Author: J. Graham Swanson
Date: March 15, 2001

(28th Annual Meeting of the North American Primary Care Research Group) According to results of a family-practice-based survey of women at least 45 years of age, women who are incontinent perceive themselves as having poorer overall health and becoming sick more easily and more often than do women of similar age and personal factors. A questionnaire was sent to 1,040 women in two family practice teaching units in Hamilton, Canada to assess the effect of urinary incontinence on their daily lives and their attitudes toward their health. The response rate to the survey was 72.6 percent; within the first 565 replies there were 260 women who were affected with urinary incontinence and 226 women who were not. Women in the two groups were similar in age (mean age: 63.8 years), marital status, whether they had given birth, level of education attained and country of origin.

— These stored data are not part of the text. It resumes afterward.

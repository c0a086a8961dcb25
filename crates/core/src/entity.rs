//! Entity trait: identity that survives every mutation of the entity's state.

/// An object with identity.
///
/// Identifiers are handed out by the storage collaborator. Until that happens
/// an entity carries `Id::default()`, which is never a real identifier.
pub trait Entity {
    /// Strongly-typed entity identifier.
    type Id: Copy + Eq + Default + core::hash::Hash + core::fmt::Debug;

    /// Returns the entity identifier.
    fn id(&self) -> &Self::Id;

    /// Whether storage has assigned an identifier yet.
    fn is_persisted(&self) -> bool {
        *self.id() != Self::Id::default()
    }
}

They also had similar rates of heart disease, asthma, elevated blood pressure and diabetes. Women with incontinence were significantly more likely to have headaches, constipation, swollen ankles and coughing. Although caffeine is considered to be a factor in incontinence, there was no difference among the two groups in the consumption of caffeine-containing beverages, smoking or alcohol use.--J. GRAHAM SWANSON, M.D., M.SC., C.C.F.P., ET AL., McMaster University, Hamilton, Ontario, Canada.